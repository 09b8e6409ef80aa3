//! FDX 中没有渲染行为的元数据区块
//!
//! 这些记录只为无损往返而存在：字段一律按原样保存，不做语义处理。

use crate::models::Paragraph;

xml_record! {
    /// 段落上的场景属性（长度、页码、标题）
    pub struct SceneProperties = "SceneProperties" {
        attrs { length: "Length", page: "Page", title: "Title" }
        one {}
        many {}
        texts {}
    }
}

xml_record! {
    /// 动态标签，如页码 `Page #`、`Last Revised`
    pub struct DynamicLabel = "DynamicLabel" {
        attrs { label_type: "Type" }
        one {}
        many {}
        texts {}
    }
}

xml_record! {
    pub struct HeaderAndFooter = "HeaderAndFooter" {
        attrs {
            footer_first_page: "FooterFirstPage",
            footer_visible: "FooterVisible",
            header_first_page: "HeaderFirstPage",
            header_visible: "HeaderVisible",
            starting_page: "StartingPage",
        }
        one { header: Header, footer: Footer }
        many {}
        texts {}
    }
}

xml_record! {
    pub struct Header = "Header" {
        attrs {}
        one {}
        many { paragraphs: Paragraph }
        texts {}
    }
}

xml_record! {
    pub struct Footer = "Footer" {
        attrs {}
        one {}
        many { paragraphs: Paragraph }
        texts {}
    }
}

xml_record! {
    /// 每种段落类型的默认字体、版式与行为
    pub struct ElementSettings = "ElementSettings" {
        attrs { element_type: "Type" }
        one { font_spec: FontSpec, paragraph_spec: ParagraphSpec, behavior: Behavior }
        many {}
        texts {}
    }
}

xml_record! {
    pub struct FontSpec = "FontSpec" {
        attrs {
            adornment_style: "AdornmentStyle",
            background: "Background",
            color: "Color",
            font: "Font",
            revision_id: "RevisionID",
            size: "Size",
            style: "Style",
        }
        one {}
        many {}
        texts {}
    }
}

xml_record! {
    pub struct ParagraphSpec = "ParagraphSpec" {
        attrs {
            alignment: "Alignment",
            first_indent: "FirstIndent",
            leading: "Leading",
            left_indent: "LeftIndent",
            right_indent: "RightIndent",
            space_before: "SpaceBefore",
            spacing: "Spacing",
            starts_new_page: "StartsNewPage",
        }
        one {}
        many {}
        texts {}
    }
}

xml_record! {
    pub struct Behavior = "Behavior" {
        attrs { paginate_as: "PaginateAs", return_key: "ReturnKey", shortcut: "Shortcut" }
        one {}
        many {}
        texts {}
    }
}

xml_record! {
    pub struct SpellCheckIgnoreLists = "SpellCheckIgnoreLists" {
        attrs {}
        one { ignored_ranges: IgnoredRanges }
        many { ignored_words: IgnoredWords }
        texts {}
    }
}

xml_record! {
    pub struct IgnoredRanges = "IgnoredRanges" {
        attrs {}
        one {}
        many {}
        texts {}
    }
}

xml_record! {
    pub struct IgnoredWords = "IgnoredWords" {
        attrs {}
        one {}
        many {}
        texts { words: "Word" }
    }
}

xml_record! {
    pub struct PageLayout = "PageLayout" {
        attrs {
            background_color: "BackgroundColor",
            bottom_margin: "BottomMargin",
            break_dialogue_and_action_at_sentences: "BreakDialogueAndActionAtSentences",
            document_leading: "DocumentLeading",
            footer_margin: "FooterMargin",
            foreground_color: "ForegroundColor",
            header_margin: "HeaderMargin",
            invisibles_color: "InvisiblesColor",
            top_margin: "TopMargin",
            uses_smart_quotes: "UsesSmartQuotes",
        }
        one { auto_cast_list: AutoCastList }
        many {}
        texts {}
    }
}

xml_record! {
    pub struct AutoCastList = "AutoCastList" {
        attrs {
            add_parentheses: "AddParentheses",
            automatically_generate: "AutomaticallyGenerate",
            cast_list_element: "CastListElement",
        }
        one {}
        many {}
        texts {}
    }
}

xml_record! {
    pub struct WindowState = "WindowState" {
        attrs { height: "Height", left: "Left", mode: "Mode", top: "Top", width: "Width" }
        one {}
        many {}
        texts {}
    }
}

xml_record! {
    pub struct TextState = "TextState" {
        attrs { scaling: "Scaling", selection: "Selection", show_invisibles: "ShowInvisibles" }
        one {}
        many {}
        texts {}
    }
}

xml_record! {
    pub struct ScriptNoteDefinitions = "ScriptNoteDefinitions" {
        attrs { active: "Active" }
        one {}
        many { definitions: ScriptNoteDefinition }
        texts {}
    }
}

xml_record! {
    pub struct ScriptNoteDefinition = "ScriptNoteDefinition" {
        attrs { color: "Color", id: "ID", marker: "Marker", name: "Name" }
        one {}
        many {}
        texts {}
    }
}

xml_record! {
    /// 自动补全词表
    pub struct SmartType = "SmartType" {
        attrs {}
        one {
            characters: Characters,
            extensions: Extensions,
            scene_intros: SceneIntros,
            locations: Locations,
            times_of_day: TimesOfDay,
            transitions: Transitions,
        }
        many {}
        texts {}
    }
}

xml_record! {
    pub struct Characters = "Characters" {
        attrs {}
        one {}
        many {}
        texts { entries: "Character" }
    }
}

xml_record! {
    pub struct Extensions = "Extensions" {
        attrs {}
        one {}
        many {}
        texts { entries: "Extension" }
    }
}

xml_record! {
    pub struct SceneIntros = "SceneIntros" {
        attrs {}
        one {}
        many {}
        texts { entries: "SceneIntro" }
    }
}

xml_record! {
    pub struct Locations = "Locations" {
        attrs {}
        one {}
        many {}
        texts { entries: "Location" }
    }
}

xml_record! {
    pub struct TimesOfDay = "TimesOfDay" {
        attrs { separator: "Separator" }
        one {}
        many {}
        texts { entries: "TimeOfDay" }
    }
}

xml_record! {
    pub struct Transitions = "Transitions" {
        attrs {}
        one {}
        many {}
        texts { entries: "Transition" }
    }
}

xml_record! {
    /// 跨页对白与场景的 MORE / CONT'D 设置
    pub struct MoresAndContinueds = "MoresAndContinueds" {
        attrs {}
        one { font_spec: FontSpec, dialogue_breaks: DialogueBreaks, scene_breaks: SceneBreaks }
        many {}
        texts {}
    }
}

xml_record! {
    pub struct DialogueBreaks = "DialogueBreaks" {
        attrs {
            bottom_of_page: "BottomOfPage",
            dialogue_bottom: "DialogueBottom",
            dialogue_top: "DialogueTop",
            top_of_next: "TopOfNext",
        }
        one {}
        many {}
        texts {}
    }
}

xml_record! {
    pub struct SceneBreaks = "SceneBreaks" {
        attrs {
            continued_number: "ContinuedNumber",
            scene_bottom: "SceneBottom",
            scene_bottom_of_page: "SceneBottomOfPage",
            scene_top: "SceneTop",
            scene_top_of_next: "SceneTopOfNext",
        }
        one {}
        many {}
        texts {}
    }
}

xml_record! {
    pub struct LockedPages = "LockedPages" {
        attrs {}
        one {}
        many {}
        texts {}
    }
}

xml_record! {
    pub struct Revisions = "Revisions" {
        attrs {
            active_set: "ActiveSet",
            location: "Location",
            revision_mode: "RevisionMode",
            revisions_shown: "RevisionsShown",
            show_all_marks: "ShowAllMarks",
            show_all_sets: "ShowAllSets",
        }
        one {}
        many { revisions: Revision }
        texts {}
    }
}

xml_record! {
    pub struct Revision = "Revision" {
        attrs {
            color: "Color",
            full_revision: "FullRevision",
            id: "ID",
            mark: "Mark",
            name: "Name",
            style: "Style",
        }
        one {}
        many {}
        texts {}
    }
}

xml_record! {
    pub struct SplitState = "SplitState" {
        attrs {
            active_panel: "ActivePanel",
            split_mode: "SplitMode",
            splitter_position: "SplitterPosition",
        }
        one { script_panel: ScriptPanel }
        many {}
        texts {}
    }
}

xml_record! {
    pub struct ScriptPanel = "ScriptPanel" {
        attrs { display_mode: "DisplayMode" }
        one { font_spec: FontSpec }
        many {}
        texts {}
    }
}

xml_record! {
    pub struct Macros = "Macros" {
        attrs {}
        one {}
        many { macros: Macro }
        texts {}
    }
}

xml_record! {
    pub struct Macro = "Macro" {
        attrs {
            element: "Element",
            name: "Name",
            shortcut: "Shortcut",
            text: "Text",
            transition: "Transition",
        }
        one {}
        many { aliases: Alias }
        texts {}
    }
}

xml_record! {
    pub struct Alias = "Alias" {
        attrs {
            confirm: "Confirm",
            match_case: "MatchCase",
            smart_replace: "SmartReplace",
            text: "Text",
            word_only: "WordOnly",
        }
        one {}
        many { activate_in: ActivateIn }
        texts {}
    }
}

xml_record! {
    pub struct ActivateIn = "ActivateIn" {
        attrs { element: "Element" }
        one {}
        many {}
        texts {}
    }
}

xml_record! {
    /// 朗读功能使用的演员声音
    pub struct Actors = "Actors" {
        attrs {}
        one {}
        many { actors: Actor }
        texts {}
    }
}

xml_record! {
    pub struct Actor = "Actor" {
        attrs {
            mac_voice: "MacVoice",
            name: "Name",
            pitch: "Pitch",
            speed: "Speed",
            win_voice: "WinVoice",
        }
        one {}
        many {}
        texts {}
    }
}

xml_record! {
    pub struct Cast = "Cast" {
        attrs {}
        one { narrator: Narrator }
        many { members: Member }
        texts {}
    }
}

xml_record! {
    pub struct Narrator = "Narrator" {
        attrs {}
        one {}
        many { elements: CastElement }
        texts {}
    }
}

xml_record! {
    /// 旁白负责朗读的段落类型
    pub struct CastElement = "Element" {
        attrs { element_type: "Type" }
        one {}
        many {}
        texts {}
    }
}

xml_record! {
    pub struct Member = "Member" {
        attrs { actor: "Actor", character: "Character" }
        one {}
        many {}
        texts {}
    }
}

xml_record! {
    pub struct SceneNumberOptions = "SceneNumberOptions" {
        attrs {
            left_location: "LeftLocation",
            right_location: "RightLocation",
            show_numbers_on_left: "ShowNumbersOnLeft",
            show_numbers_on_right: "ShowNumbersOnRight",
        }
        one { font_spec: FontSpec }
        many {}
        texts {}
    }
}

◇ ◇ ◇

Task requirements: Each line containing the word "Transitions" needs to be copied from the data above.

Task result:
            transitions: Transitions,
    pub struct Transitions = "Transitions" {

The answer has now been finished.